Quentin Vaile, former head of the international network at UK law firm Berwin Leighton Paisner, will be contributing regularly to this blog and I hope, over time, that others will feel free to make their opinions heard as well. Between us, Quentin and I have over 40 years’ experience of working in the professional services field, but it is a dynamic and rapidly changing market and we certainly don’t have a monopoly of good ideas.
There are some strong networks out there, and others that are struggling. There are some good member firms of networks, and others that are members for entirely the wrong reasons or with totally unrealistic expectations. We’ll be looking at all of this, and we won’t be pulling our punches. Some may find our comments uncomfortable and will undoubtedly stick their heads (even further) into the sand. Others, I hope, will accept them in the spirit with which they are offered and consider changes that may lead to the long-term sustainability of their organisations.

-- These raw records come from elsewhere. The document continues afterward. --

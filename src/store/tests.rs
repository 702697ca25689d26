use std::collections::BTreeMap;

use super::*;
use crate::value::Value;

fn ior_store() -> Store {
    let mut store = Store::open_in_memory().expect("in-memory store opens");
    for (name, numeric, key) in [
        ("operation", false, true),
        ("nodes", true, true),
        ("bandwidth", true, false),
    ] {
        store
            .add_field(
                "ior",
                &FieldSpec {
                    name: name.to_string(),
                    numeric,
                    key,
                    default: None,
                },
            )
            .expect("field is added to empty benchmark");
    }
    store
}

fn row(pairs: &[(&str, &str)]) -> BTreeMap<String, String> {
    pairs
        .iter()
        .map(|(name, value)| (name.to_string(), value.to_string()))
        .collect()
}

const IOR_CSV: &str = "operation,nodes,bandwidth\nread,1,100\nread,2,200\n";

struct CancelAfter {
    limit: u64,
    done: u64,
    chunks: Vec<u64>,
}

impl ImportObserver for CancelAfter {
    fn row_done(&mut self, _line: u64) {
        self.done += 1;
    }

    fn chunk_committed(&mut self, total_rows: u64) {
        self.chunks.push(total_rows);
    }

    fn cancel_requested(&self) -> bool {
        self.done >= self.limit
    }
}

#[test]
fn canonical_names_fold_case_and_punctuation() {
    assert_eq!(canonical_name(" read-bw ").expect("valid name"), "READ_BW");
    assert_eq!(canonical_name("Nodes").expect("valid name"), "NODES");
    assert!(canonical_name("").is_err());
    assert!(canonical_name("9lives").is_err());
    assert!(canonical_name("exp").is_err());
}

#[test]
fn identity_escaping_keeps_values_apart() {
    assert_ne!(identity_string(&["a|b"]), identity_string(&["a", "b"]));
    assert_eq!(identity_string(&["a|b", "c\\"]), "a\\pb|c\\\\");
}

#[test]
fn fields_create_benchmark_and_wide_table() {
    let store = ior_store();
    let fields = store.fields("IOR").expect("fields load");
    let names: Vec<&str> = fields.iter().map(|field| field.name.as_str()).collect();
    assert_eq!(names, vec!["OPERATION", "NODES", "BANDWIDTH"]);

    let raw = store
        .query_raw("SELECT BENCH, EXP, OUT, _OPERATION, _NODES, _BANDWIDTH FROM IOR_VIEW")
        .expect("wide table follows naming convention");
    assert_eq!(raw.columns.len(), 6);
    assert!(raw.rows.is_empty());
}

#[test]
fn reinserting_same_identity_is_a_noop() {
    let mut store = ior_store();
    let first = store
        .insert_experiment("ior", &row(&[("operation", "read"), ("nodes", "1"), ("bandwidth", "100")]))
        .expect("first insert");
    let again = store
        .insert_experiment("IOR", &row(&[("Operation", "read"), ("nodes", "1.0"), ("bandwidth", "999")]))
        .expect("second insert");

    assert!(first.is_inserted());
    assert_eq!(again, InsertOutcome::Existing(first.id()));
    assert_eq!(store.experiment_count("ior").expect("count"), 1);
}

#[test]
fn insertion_requires_key_values_and_numbers() {
    let mut store = ior_store();
    let missing_key = store.insert_experiment("ior", &row(&[("operation", "read"), ("bandwidth", "1")]));
    assert!(matches!(missing_key, Err(StoreError::InvalidValue(_))));

    let bad_number = store.insert_experiment("ior", &row(&[("operation", "read"), ("nodes", "many")]));
    assert!(matches!(bad_number, Err(StoreError::InvalidValue(_))));

    let unknown = store.insert_experiment("ior", &row(&[("operation", "read"), ("nodes", "1"), ("size", "4")]));
    assert!(matches!(unknown, Err(StoreError::NotFound { kind: "field", .. })));
    assert_eq!(store.experiment_count("ior").expect("count"), 0);
}

#[test]
fn two_spellings_of_one_field_are_rejected() {
    let mut store = ior_store();
    let clash = store.insert_experiment(
        "ior",
        &row(&[("operation", "read"), ("nodes", "1"), ("Nodes", "2")]),
    );
    assert!(matches!(clash, Err(StoreError::InvalidValue(message)) if message.contains("NODES")));
    assert_eq!(store.experiment_count("ior").expect("count"), 0);

    let options = ImportOptions {
        fixed: row(&[("bandwidth", "1"), ("BANDWIDTH", "2")]),
        ..ImportOptions::default()
    };
    let import = store.import_csv("ior", IOR_CSV.as_bytes(), &options, &mut ());
    assert!(matches!(import, Err(StoreError::InvalidValue(_))));
    assert_eq!(store.experiment_count("ior").expect("count"), 0);
}

#[test]
fn benchmark_without_key_rejects_insertion() {
    let mut store = Store::open_in_memory().expect("store opens");
    store
        .add_field(
            "plain",
            &FieldSpec {
                name: "value".to_string(),
                numeric: true,
                ..FieldSpec::default()
            },
        )
        .expect("field added");
    let result = store.insert_experiment("plain", &row(&[("value", "1")]));
    assert!(matches!(result, Err(StoreError::SchemaViolation(_))));
}

#[test]
fn schema_changes_fail_once_data_exists() {
    let mut store = ior_store();
    store
        .insert_experiment("ior", &row(&[("operation", "read"), ("nodes", "1"), ("bandwidth", "100")]))
        .expect("insert");

    let key_field = FieldSpec {
        name: "api".to_string(),
        numeric: false,
        key: true,
        default: Some("posix".to_string()),
    };
    assert!(matches!(store.add_field("ior", &key_field), Err(StoreError::SchemaViolation(_))));
    assert!(store.remove_field("ior", "bandwidth").is_err());
    assert!(store.set_field_numeric("ior", "operation", true).is_err());
    assert!(store.set_field_key("ior", "bandwidth", true).is_err());
    assert_eq!(store.fields("ior").expect("fields").len(), 3);

    let ids = store.experiment_ids("ior").expect("ids");
    assert_eq!(store.delete_experiments("ior", &ids).expect("delete"), 1);

    store.add_field("ior", &key_field).expect("key field added once empty");
    store.remove_field("ior", "bandwidth").expect("field removed once empty");
    store
        .set_field_numeric("ior", "operation", true)
        .expect("type changes once empty");
}

#[test]
fn non_key_field_backfills_default() {
    let mut store = ior_store();
    store
        .insert_experiment("ior", &row(&[("operation", "read"), ("nodes", "1"), ("bandwidth", "100")]))
        .expect("insert");

    let without_default = FieldSpec {
        name: "fs".to_string(),
        ..FieldSpec::default()
    };
    assert!(store.add_field("ior", &without_default).is_err());

    store
        .add_field(
            "ior",
            &FieldSpec {
                name: "fs".to_string(),
                default: Some("lustre".to_string()),
                ..FieldSpec::default()
            },
        )
        .expect("non-key field with default is added");

    let rows = store.select_rows("ior", &RowQuery::default()).expect("rows");
    assert_eq!(rows.len(), 1);
    assert_eq!(rows[0].values["FS"], Value::text("lustre"));
    assert_eq!(rows[0].values["BANDWIDTH"], Value::Number(100.0));
}

#[test]
fn renames_preserve_data_and_indices() {
    let mut store = ior_store();
    store
        .insert_experiment("ior", &row(&[("operation", "write"), ("nodes", "4"), ("bandwidth", "50")]))
        .expect("insert");
    store
        .create_index("ior", "by_nodes", &["nodes".to_string(), "operation".to_string()])
        .expect("index created");

    store.rename_field("ior", "bandwidth", "bw").expect("field renamed");
    let renamed = store.rename_benchmark("ior", "ior2").expect("benchmark renamed");
    assert_eq!(renamed.view_table(), "IOR2_VIEW");

    let raw = store.query_raw("SELECT _BW FROM IOR2_VIEW").expect("renamed column");
    assert_eq!(raw.rows, vec![vec![Value::Number(50.0)]]);

    let indices = store.indices("ior2").expect("indices");
    assert_eq!(indices[0].fields, vec!["NODES".to_string(), "OPERATION".to_string()]);
    let physical = store
        .query_raw("SELECT name FROM sqlite_master WHERE type = 'index' AND tbl_name = 'IOR2_VIEW'")
        .expect("index lookup");
    assert_eq!(physical.rows, vec![vec![Value::text("IOR2_BY_NODES_IDX")]]);
}

#[test]
fn removing_field_drops_referencing_index() {
    let mut store = ior_store();
    store
        .create_index("ior", "bw", &["bandwidth".to_string()])
        .expect("index created");
    store.remove_field("ior", "bandwidth").expect("field removed");
    assert!(store.indices("ior").expect("indices").is_empty());
}

#[test]
fn remove_benchmark_requires_no_fields() {
    let mut store = ior_store();
    assert!(matches!(store.remove_benchmark("ior"), Err(StoreError::SchemaViolation(_))));
    for field in ["operation", "nodes", "bandwidth"] {
        store.remove_field("ior", field).expect("field removed");
    }
    store.remove_benchmark("ior").expect("empty benchmark removed");
    assert!(store.find_benchmark("ior").expect("lookup").is_none());
}

#[test]
fn descriptions_can_be_replaced_and_cleared() {
    let mut store = Store::open_in_memory().expect("in-memory store opens");
    store
        .create_benchmark("mdtest", Some("metadata rates"))
        .expect("benchmark created");
    assert!(matches!(
        store.create_benchmark("MDTEST", None),
        Err(StoreError::Duplicate { .. })
    ));

    store
        .set_description("mdtest", Some("create and stat"))
        .expect("description updated");
    let bench = store.benchmark("mdtest").expect("benchmark exists");
    assert_eq!(bench.description.as_deref(), Some("create and stat"));

    store.set_description("mdtest", None).expect("description cleared");
    assert_eq!(store.benchmark("mdtest").expect("benchmark exists").description, None);
}

#[test]
fn outliers_are_excluded_unless_requested() {
    let mut store = ior_store();
    store
        .import_csv("ior", IOR_CSV.as_bytes(), &ImportOptions::default(), &mut ())
        .expect("import");
    let touched = store
        .set_outlier_where("ior", "_NODES = 2", true)
        .expect("outliers marked");
    assert_eq!(touched, 1);

    let visible = store.select_rows("ior", &RowQuery::default()).expect("rows");
    assert_eq!(visible.len(), 1);
    let all = store
        .select_rows(
            "ior",
            &RowQuery {
                include_outliers: true,
                ..RowQuery::default()
            },
        )
        .expect("rows");
    assert_eq!(all.len(), 2);
    assert!(store.is_outlier("ior", all[1].experiment).expect("flag"));

    store
        .set_outlier("ior", all[1].experiment, false)
        .expect("flag cleared");
    assert_eq!(store.select_rows("ior", &RowQuery::default()).expect("rows").len(), 2);
}

#[test]
fn distinct_values_are_sorted_under_filter() {
    let mut store = ior_store();
    let csv = "operation,nodes,bandwidth\nwrite,2,1\nread,2,2\nread,1,3\nwrite,8,4\n";
    store
        .import_csv("ior", csv.as_bytes(), &ImportOptions::default(), &mut ())
        .expect("import");

    let operations = store
        .distinct_values("ior", "operation", &RowQuery::default())
        .expect("distinct");
    assert_eq!(operations, vec![Value::text("read"), Value::text("write")]);

    let nodes = store
        .distinct_values("ior", "nodes", &RowQuery::default().with_predicate("_OPERATION = 'write'"))
        .expect("distinct");
    assert_eq!(nodes, vec![Value::Number(2.0), Value::Number(8.0)]);
}

#[test]
fn repeated_import_reports_existing_rows() {
    let mut store = ior_store();
    let first = store
        .import_csv("ior", IOR_CSV.as_bytes(), &ImportOptions::default(), &mut ())
        .expect("first import");
    let second = store
        .import_csv("ior", IOR_CSV.as_bytes(), &ImportOptions::default(), &mut ())
        .expect("second import");

    assert_eq!(first.inserted, 2);
    assert_eq!(second.inserted, 0);
    assert_eq!(second.existing, 2);
    assert_eq!(store.experiment_count("ior").expect("count"), 2);
}

#[test]
fn data_error_rolls_back_only_open_chunk() {
    let mut store = ior_store();
    let csv = "operation,nodes,bandwidth\nread,1,1\nread,2,2\nread,3,3\nread,many,4\n";
    let options = ImportOptions {
        chunk_size: 2,
        ..ImportOptions::default()
    };
    let result = store.import_csv("ior", csv.as_bytes(), &options, &mut ());

    match result {
        Err(StoreError::Data { line, .. }) => assert_eq!(line, 5),
        other => panic!("expected data error, got {other:?}"),
    }
    assert_eq!(store.experiment_count("ior").expect("count"), 2);
}

#[test]
fn cancellation_is_distinct_from_failure() {
    let mut store = ior_store();
    let csv = "operation,nodes,bandwidth\nread,1,1\nread,2,2\nread,3,3\nread,4,4\n";
    let options = ImportOptions {
        chunk_size: 2,
        ..ImportOptions::default()
    };
    let mut observer = CancelAfter {
        limit: 3,
        done: 0,
        chunks: Vec::new(),
    };
    let result = store.import_csv("ior", csv.as_bytes(), &options, &mut observer);

    assert!(matches!(result, Err(StoreError::Canceled { committed: 2 })));
    assert_eq!(observer.chunks, vec![2]);
    assert_eq!(store.experiment_count("ior").expect("count"), 2);
}

#[test]
fn import_applies_fixed_values_and_skips_unknown_columns() {
    let mut store = ior_store();
    let csv = "operation,nodes,bandwidth,comment\nread,1,100,warm\n";
    let options = ImportOptions {
        fixed: row(&[("bandwidth", "7")]),
        ..ImportOptions::default()
    };
    let summary = store
        .import_csv("ior", csv.as_bytes(), &options, &mut ())
        .expect("import");

    assert_eq!(summary.skipped_columns, vec!["comment".to_string()]);
    let rows = store.select_rows("ior", &RowQuery::default()).expect("rows");
    assert_eq!(rows[0].values["BANDWIDTH"], Value::Number(7.0));
}

#[test]
fn auto_key_identifies_rows_by_content() {
    let mut store = Store::open_in_memory().expect("store opens");
    store
        .add_field(
            "runs",
            &FieldSpec {
                name: "time".to_string(),
                numeric: true,
                ..FieldSpec::default()
            },
        )
        .expect("field added");
    let options = ImportOptions {
        auto_key: Some("run_id".to_string()),
        ..ImportOptions::default()
    };
    let csv = "time\n1.5\n2.5\n1.5\n";
    let summary = store
        .import_csv("runs", csv.as_bytes(), &options, &mut ())
        .expect("import");

    assert_eq!(summary.inserted, 2);
    assert_eq!(summary.existing, 1);
    let key = store.field("runs", "run_id").expect("auto key field exists");
    assert!(key.key && !key.numeric);

    let rows = store.select_rows("runs", &RowQuery::default()).expect("rows");
    match &rows[0].values["RUN_ID"] {
        Value::Text(hash) => assert_eq!(hash.len(), 16),
        other => panic!("expected hash text, got {other:?}"),
    }
}

#[test]
fn zero_chunk_size_is_rejected() {
    let mut store = ior_store();
    let options = ImportOptions {
        chunk_size: 0,
        ..ImportOptions::default()
    };
    let result = store.import_csv("ior", IOR_CSV.as_bytes(), &options, &mut ());
    assert!(matches!(result, Err(StoreError::InvalidValue(_))));
}

#[test]
fn version_mismatch_is_fatal() {
    let store = Store::open_in_memory().expect("store opens");
    schema::write_metadata(&store.conn, "schema_version_major", "2").expect("metadata written");
    let result = schema::ensure_schema(&store.conn);
    assert!(matches!(result, Err(StoreError::VersionMismatch { .. })));
}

Before we kick off with the first blog next week, let me lay down a few markers. What do we mean by ‘professional services networks’? Essentially, they are groups of professional services firms that, whilst allowing members to retain their local independence, enable them to cooperate with other similar, like-minded firms on a national and/or international basis. Our definition also includes looser arrangements between independent firms – where these firms operate as a quasi-network in referring work to each other, but they are not part of a formal organisation.
The largest group of such networks is almost undoubtedly found within the accountancy world and, for the accountants amongst you, we mean ‘networks’ and ‘associations’, a distinction that will be lost on non-accountants, but it remains an important one nevertheless.
There are many other professions that have traditionally operated using network models – most notably the law. But with the growing sentiment that big is not always best, there has been a marked trend in recent years for smaller, high quality firms in many different professions – and indeed in some sectors which some of the more conservative would not classify as ‘professional’ – to eschew the advances of larger national or international organisations and retain their independence, seeking to serve the extra-territorial demands of their clients through the network model.
So, in addition to the accountancy and law sectors, there are growing numbers of networks in the world of property, insurance, executive search, engineering, advertising, graphic design and many, many more.
I am sure that different networks, and indeed different professions, can learn from one another and gain valuable insight. I hope that you will find this series of blogs of value.